In zone capacity estimation, we simply check the available capacity in zone. If maximum zone capacity is greater than the number of pilgrims has entered in a zone minus number of pilgrims have exited from the zone. If the condition is true, then display the GREEN sign and also display the available capacity for pilgrims in waiting position. Otherwise display RED sign that zone is full and there is no entry.

Algorithm 1: Zone capacity estimation

7.2. Algorithm for different Level Capacity Estimation

In different levels capacity estimation, we simply check the available capacity in a level. If maximum level capacity is greater than the number of pilgrims has entered in a level minus number of pilgrims have exited from a level. If the condition is true, then display the GREEN sign for available capacity. Also display the zone number and level number where capacity is available for pilgrims in waiting position. Otherwise display RED sign that level is full and there is no entry.

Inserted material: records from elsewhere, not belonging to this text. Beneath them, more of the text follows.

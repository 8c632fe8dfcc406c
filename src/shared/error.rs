//! Shared Error Types
//!
//! Errors that can be produced while building or decoding the wire types in
//! [`crate::shared`]. They carry no server context, so a client crate can use
//! them without pulling in the backend.
//!
//! # Error Categories
//!
//! - `ValidationError` - A field failed validation (empty content, bad id, ...)
//!
//! # Usage
//!
//! ```rust
//! use commune::shared::error::SharedError;
//!
//! let error = SharedError::validation("content", "Message content cannot be empty");
//! assert!(error.to_string().contains("content"));
//! ```
use thiserror::Error;

/// Shared error types that can occur in both client and server code
#[derive(Debug, Error, Clone, PartialEq, Eq)]
pub enum SharedError {
    /// Data validation error
    #[error("Validation error in field '{field}': {message}")]
    ValidationError {
        /// The field that failed validation
        field: String,
        /// Human-readable error message
        message: String,
    },
}

impl SharedError {
    /// Create a new validation error
    pub fn validation(field: impl Into<String>, message: impl Into<String>) -> Self {
        Self::ValidationError {
            field: field.into(),
            message: message.into(),
        }
    }
}
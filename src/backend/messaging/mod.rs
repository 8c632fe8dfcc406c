//! Messaging Module
//!
//! Direct messages between two users: the store that persists them, the
//! conversation list derived from it, and the HTTP handlers for both.
//!
//! ```text
//! messaging/
//! ├── db.rs            - SQL for the direct_messages table
//! ├── store.rs         - Send, list thread (acknowledging reads), thread check
//! ├── conversations.rs - Per-counterpart conversation list
//! └── handlers.rs      - HTTP handlers
//! ```

pub mod conversations;
pub mod db;
pub mod handlers;
pub mod store;

pub use conversations::{group_by_counterpart, list_conversations, ConversationGroup};
pub use store::{list_thread, send_message, thread_exists};
/**
 * Error Conversion
 *
 * `IntoResponse` for `BackendError`, so handlers can return it directly.
 *
 * # Response Format
 *
 * ```json
 * {
 *   "error": "Error message",
 *   "status": 400
 * }
 * ```
 */

use axum::{
    response::{IntoResponse, Response},
    Json,
};

use crate::backend::error::types::BackendError;

impl IntoResponse for BackendError {
    fn into_response(self) -> Response {
        let status = self.status_code();

        if self.is_internal() {
            tracing::error!("Request failed: {}", self);
        } else {
            tracing::debug!("Request rejected ({}): {}", status, self);
        }

        let body = serde_json::json!({
            "error": self.message(),
            "status": status.as_u16(),
        });

        (status, Json(body)).into_response()
    }
}
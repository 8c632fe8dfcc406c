/**
 * Login Handler
 *
 * `POST /api/auth/login`
 *
 * Verifies the password with bcrypt and returns a session token, both in
 * the body and as an HttpOnly `token` cookie. Unknown users and wrong
 * passwords get the same 401.
 */

use axum::{
    extract::State,
    http::header::SET_COOKIE,
    response::{IntoResponse, Json},
};
use bcrypt::verify;

use crate::backend::auth::handlers::types::{AuthResponse, LoginRequest};
use crate::backend::auth::users::{get_user_by_email, get_user_by_username};
use crate::backend::error::BackendError;
use crate::backend::middleware::auth::TOKEN_COOKIE;
use crate::backend::server::state::AppState;

pub async fn login(
    State(state): State<AppState>,
    Json(request): Json<LoginRequest>,
) -> Result<impl IntoResponse, BackendError> {
    let login = request.email.trim();
    tracing::info!("Login request for: {}", login);

    let user = if login.contains('@') {
        get_user_by_email(&state.db_pool, login).await?
    } else {
        get_user_by_username(&state.db_pool, login).await?
    };

    let user = user.ok_or_else(|| {
        tracing::warn!("User not found: {}", login);
        BackendError::NotAuthenticated
    })?;

    if !verify(&request.password, &user.password_hash)? {
        tracing::warn!("Invalid password for user: {}", user.username);
        return Err(BackendError::NotAuthenticated);
    }

    let token = state.sessions.create_token(user.id, &user.email)?;
    let cookie = session_cookie(&token, state.sessions.ttl().as_secs());

    tracing::info!("User logged in successfully: {} ({})", user.username, user.id);

    Ok((
        [(SET_COOKIE, cookie)],
        Json(AuthResponse {
            token,
            user: user.into(),
        }),
    ))
}

fn session_cookie(token: &str, max_age_secs: u64) -> String {
    format!(
        "{}={}; HttpOnly; Path=/; SameSite=Lax; Max-Age={}",
        TOKEN_COOKIE, token, max_age_secs
    )
}
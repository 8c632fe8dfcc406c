//! Messaging Module
//!
//! Data structures for direct messaging:
//!
//! - `DirectMessage` - A message between two users
//! - `ConversationEntry` - The latest message with one counterpart
//! - `UserSummary` - Display metadata attached to both
//!
//! # Usage
//!
//! ```rust
//! use commune::shared::messaging::{ConversationEntry, DirectMessage, UserSummary};
//! ```

pub mod conversation;
pub mod message;
pub mod user;

pub use conversation::{
    ConversationEntry, ListConversationsResponse, StartConversationRequest,
    StartConversationResponse,
};
pub use message::{
    parse_user_id, validate_content, DirectMessage, ListMessagesResponse, SendMessageRequest,
    MAX_CONTENT_CHARS,
};
pub use user::{SearchUsersResponse, UserSummary};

Algorithm 2: Different level capacity estimation

Cluster verification algorithm [31], represents the scenario of verification of cluster members (CMs) in cluster form. It discusses the number of verified and unverified CMs in a cluster. But in capacity estimation algorithm, it verifies and count the number of the pilgrims getting in or out from zone, level or in a building. All CMs remain within the cluster head transmission range for verification. But in capacity estimation algorithm, the pilgrims in the range of entry and exit sensors are verify when they make entry or exit from zone or level. CMs can enter to different clusters but in capacity estimation, it is not allowed to enter other than allocated zone or level. Zone and level are allocated so that pilgrims enter from the gate that is near to their zone and level. In this way crowd will be distributed in different zones, as a result a single path and zone will not be crowded.  In the cluster verification, the number of the CM verify are listed out but in capacity estimation, it tells the available capacity for a zone and as well level and building. Cluster verification represents the number of CMs supported by a cluster head but in capacity estimation, the number of the pilgrims can be managed according to the available space in a zone or level or building. In cluster verification more than one CM can be verified. But in capacity estimation, the verification and counting of the pilgrims is done at entrance and exit one by one. In cluster verification, cluster head generate the signals for verification and in response CMs generate signals for their identification. But in capacity estimation, pilgrims (sensor devices) generate signals (that is an event driven approach) for verification and in response zone sensors verify and count the number of pilgrims getting in or out from zone.

8. Simulation and Results

Contiki OS is a lightweight open source operating system for sensor network. It was designed by Adam Dunkels, at the Swedish Institute of Computer Sciences. C programming language is used in both Contiki OS and its programs. Contiki is flexibly portable OS and it has been ported to different platforms. Texas Instruments MSP-430 in addition to Atmel AT mega series of microcontrollers are the most often used platforms. Contiki employs event-driven programming model to deal with concurrence. It is Contiki’s main advantage that all processes share one stack, allowing savings of memory. In order to utilize this model Proto threads. Unconditional blocking wait is provided by Proto threads to save the state when it blocks. It jumps back to the next instruction on resumption of Proto thread. It also employs Rime stack that is   a stack for sensor networks for lightweight communication. The main purpose of Rime stack is to support code reusing and simplify the implementation of sensor networks. Contiki is used in several systems, such as electric meters, alarm generating systems, remote control of house, radiation detection and streetlights control. Cooja is Java based Contiki network simulator with a graphical user interface (GUI). It is a trial system given by Contiki, and additionally empowers with original instrumentation before running it on the real target hardware. It integrates to simulate with the external tools to provide additional features to the large and small networks. Motes can be emulated, which is faster and allows simulation of larger networks, or at the hardware level. Two emulator software packages are contained by this tool: Avrora and MSPSim. Cooja can emulate multiple platforms like: TelosB/SkyMote, MicaZ mote, Zolertia Z1 mote, ESB, Wismote [41].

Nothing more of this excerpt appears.